Retour en bourse de Syngenta: attention aux risques cachés!
Lausanne/Zurich, 15 décembre 2022
Peu après son rachat, en 2017, par le groupe étatique chinois ChemChina, Syngenta a été retirée de la bourse suisse SIX. Cet été, les nouveaux propriétaires ont annoncé une introduction en bourse («initial public offering», IPO) sur le marché des valeurs technologiques de Shanghai, Star Market, avant la fin de 2022. La capitalisation boursière visée – 45 milliards de dollars US – ferait de cette «méga-entrée en bourse» l’une des plus importantes de l’année au niveau international. Une deuxième cotation à la bourse suisse serait également envisagée. Avant d’être admise en bourse, une entreprise est tenue d’informer les investisseurs potentiels des risques commerciaux, par le biais d’un prospectus. Celui de Syngenta (uniquement en chinois) mentionne des litiges judiciaires en cours ainsi qu’un renforcement de la réglementation concernant ses pesticides, dont les effets néfastes sur la santé humaine et l'environnement sont toujours mieux documentés. Mais le groupe agrochimique ne donne aucune estimation des conséquences financières qui pourraient en découler.
Le prospectus se garde également bien de parler des produits climaticides cachés dans son portefeuille: pas étonnant, car le secteur des fertilisants, qui représente déjà 14% du chiffre d'affaires mondial de Syngenta, est très risqué. C'est ce que révèlent les analystes financiers de Profundo, dans une étude pionnière réalisée pour Public Eye. À partir de l’évaluation des émissions occasionnées par l’industrie des engrais, Profundo a calculé que l’activité mondiale de Syngenta dans ce domaine devrait générer presque neuf fois plus d’émissions de gaz à effet de serre entre 2016 et 2050 que ses activités pesticides et semences. Si, à l’avenir, les émissions de l’ensemble du groupe – qui comprend, outre Syngenta AG, le fabricant de pesticides Adama et la division agricole de Sinochem – étaient soumises à une tarification, Profundo estime que les coûts pourraient s’élever à 127,4 milliards de dollars US sur cette même période – en se basant sur le prix du carbone fixé par l’UE. Soit presque trois fois la capitalisation boursière visée par l’IPO.
Les coûts potentiels liés aux dommages sanitaires et environnementaux causés par les produits de Syngenta sont également énormes.
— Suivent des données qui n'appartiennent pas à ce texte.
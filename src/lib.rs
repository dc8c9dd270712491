#[macro_use] extern crate diesel;

#[cfg(not(debug_assertions))]
#[macro_use]
extern crate diesel_migrations;

#[macro_use] mod macros;

pub mod audit;
pub mod cli;
pub mod config;
pub mod db;
pub mod error;
pub mod events;
pub mod models;
pub mod permissions;
pub mod queue;
pub mod storage;
pub mod utils;

pub use self::error::{ApiError, Error, ErrorKind};

pub type Result<T, E = failure::Error> = std::result::Result<T, E>;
Profundo n’a estimé que les coûts du traitement de l’eau potable et les frais de santé liés à deux maladies professionnelles agricoles reconnues comme directement attribuables aux pesticides: la maladie de Parkinson et le lymphome non-hodgkinien. Au niveau mondial, les conséquences financières pour Syngenta pourraient atteindre entre 7,2 milliards de dollars et 14,4 milliards de dollars sur les dix prochaines années. À cela s’ajoutent d’autres coûts supplémentaires difficiles à quantifier, notamment liés aux millions de cas d’intoxications aiguës aux pesticides chaque année dans le monde. Le groupe sera peut-être bientôt contraint de passer à la caisse dans plusieurs procédures judiciaires: les quelque 2000 personnes qui poursuivent Syngenta aux États-Unis et au Canada en raison de leur maladie de Parkinson pourraient contraindre l’entreprise à verser des milliards de dollars d’indemnités. Autre exemple: les plaintes d’apiculteurs et apicultrices du Canada qui accusent l’insecticide néonicotinoïde thiaméthoxame de Syngenta d’avoir décimé leurs colonies d’abeilles.
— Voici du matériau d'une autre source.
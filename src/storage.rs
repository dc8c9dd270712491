//! Filesystem-backed blob store.
//!
//! The workflow core treats storage locators as opaque strings; this module
//! is the collaborator that actually resolves them. Bytes are written through
//! a temporary file and moved into place, so a partially written object is
//! never visible under its final path.

use chrono::Utc;
use failure::Fail;
use std::{
    ffi::OsStr,
    fs,
    io::{self, Write},
    path::{Component, Path, PathBuf},
};
use tempfile::NamedTempFile;
use uuid::Uuid;

use crate::db::types::SubmissionStage;

#[derive(Clone, Debug)]
pub struct Storage {
    root: PathBuf,
}

impl Storage {
    /// Open a store rooted at `root`, creating the directory if needed.
    pub fn new<P>(root: P) -> Result<Storage, io::Error>
    where
        P: Into<PathBuf>,
    {
        let root = root.into();
        fs::create_dir_all(&root)?;
        Ok(Storage { root })
    }

    /// Store `bytes` under `path`, failing if the path is already taken.
    pub fn put(&self, path: &str, bytes: &[u8]) -> Result<(), PutError> {
        let full = self.resolve(path)?;

        if full.exists() {
            return Err(PutError::Exists);
        }

        if let Some(parent) = full.parent() {
            fs::create_dir_all(parent)?;
        }

        let mut tmp = NamedTempFile::new_in(&self.root)?;
        tmp.write_all(bytes)?;
        tmp.persist_noclobber(&full)?;

        Ok(())
    }

    /// Fetch the bytes stored under `path`.
    pub fn get(&self, path: &str) -> Result<Vec<u8>, GetError> {
        let full = self.resolve(path)?;

        fs::read(&full).map_err(|err| match err.kind() {
            io::ErrorKind::NotFound => GetError::NotFound,
            _ => GetError::System(err),
        })
    }

    /// Remove the bytes stored under `path`.
    ///
    /// Removing a path that holds no bytes is not an error.
    pub fn delete(&self, path: &str) -> Result<(), io::Error> {
        let full = match self.resolve(path) {
            Ok(full) => full,
            Err(BadPath) => return Ok(()),
        };

        match fs::remove_file(&full) {
            Err(ref err) if err.kind() == io::ErrorKind::NotFound => Ok(()),
            other => other,
        }
    }

    /// Map an opaque locator onto the filesystem, rejecting locators which
    /// would escape the storage root.
    fn resolve(&self, path: &str) -> Result<PathBuf, BadPath> {
        let relative = Path::new(path);

        let escapes = relative.components().any(|c| match c {
            Component::Normal(_) => false,
            _ => true,
        });

        if escapes || relative.components().next().is_none() {
            return Err(BadPath);
        }

        Ok(self.root.join(relative))
    }
}

/// Compute the locator under which a newly uploaded file is stored.
///
/// The timestamp prefix keeps repeated uploads of the same label from
/// colliding.
pub fn submission_path(
    submission: Uuid,
    stage: SubmissionStage,
    label: &str,
    file_name: &str,
) -> String {
    let extension = Path::new(file_name)
        .extension()
        .and_then(OsStr::to_str)
        .unwrap_or("dat");

    format!(
        "submissions/{}/{}/{}-{}.{}",
        submission,
        stage,
        Utc::now().timestamp_millis(),
        sanitize_label(label),
        extension,
    )
}

/// Replace everything outside `[a-zA-Z0-9.-]` with underscores.
fn sanitize_label(label: &str) -> String {
    label.chars()
        .map(|c| match c {
            'a'..='z' | 'A'..='Z' | '0'..='9' | '.' | '-' => c,
            _ => '_',
        })
        .collect()
}

#[derive(Debug, Fail)]
pub enum PutError {
    /// There already is an object under this path.
    #[fail(display = "storage path is already taken")]
    Exists,
    /// System error.
    #[fail(display = "{}", _0)]
    System(#[cause] io::Error),
}

impl_from! { for PutError ;
    io::Error => |e| PutError::System(e),
    tempfile::PersistError => |e| PutError::System(e.error),
}

#[derive(Debug, Fail)]
pub enum GetError {
    /// No bytes are stored under this path.
    #[fail(display = "no object under this storage path")]
    NotFound,
    /// System error.
    #[fail(display = "{}", _0)]
    System(#[cause] io::Error),
}

#[derive(Debug, Fail)]
#[fail(display = "storage path escapes the storage root")]
pub struct BadPath;

impl_from! { for PutError ;
    BadPath => |_| PutError::System(
        io::Error::new(io::ErrorKind::InvalidInput, "bad storage path")),
}

impl_from! { for GetError ;
    BadPath => |_| GetError::NotFound,
}

#[cfg(test)]
mod tests {
    use super::*;

    fn storage() -> (tempfile::TempDir, Storage) {
        let dir = tempfile::tempdir().unwrap();
        let storage = Storage::new(dir.path()).unwrap();
        (dir, storage)
    }

    #[test]
    fn put_get_delete() {
        let (_dir, storage) = storage();

        storage.put("submissions/a/b.pdf", b"content").unwrap();
        assert_eq!(storage.get("submissions/a/b.pdf").unwrap(), b"content");

        storage.delete("submissions/a/b.pdf").unwrap();
        match storage.get("submissions/a/b.pdf") {
            Err(GetError::NotFound) => (),
            other => panic!("expected NotFound, got {:?}", other.map(|_| ())),
        }

        // Deleting again is a no-op.
        storage.delete("submissions/a/b.pdf").unwrap();
    }

    #[test]
    fn put_refuses_to_overwrite() {
        let (_dir, storage) = storage();

        storage.put("a.bin", b"one").unwrap();
        match storage.put("a.bin", b"two") {
            Err(PutError::Exists) => (),
            other => panic!("expected Exists, got {:?}", other),
        }
        assert_eq!(storage.get("a.bin").unwrap(), b"one");
    }

    #[test]
    fn traversal_is_rejected() {
        let (_dir, storage) = storage();

        match storage.put("../escape.bin", b"nope") {
            Err(PutError::System(_)) => (),
            other => panic!("expected System, got {:?}", other),
        }
    }

    #[test]
    fn upload_paths_are_namespaced_and_sanitized() {
        let id = Uuid::new_v4();
        let path = submission_path(
            id, SubmissionStage::Review, "Revised MS (final)", "draft.PDF");

        let prefix = format!("submissions/{}/review/", id);
        assert!(path.starts_with(&prefix), "bad prefix: {}", path);
        assert!(path.ends_with("-Revised_MS__final_.PDF"), "bad suffix: {}", path);
    }

    #[test]
    fn extension_defaults_when_missing() {
        let path = submission_path(
            Uuid::new_v4(), SubmissionStage::Production, "proofs", "galley");
        assert!(path.ends_with(".dat"));
    }
}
Le constat est clair: le modèle d’affaires actuel de Syngenta comporte des risques hérités du passé, qui sont également très dangereux sur le plan financier. Il n’est pas adapté pour répondre aux grands défis de notre époque, comme le dérèglement climatique. Soutenir Syngenta dans son retour en bourse, ce n'est donc pas investir pour l’avenir.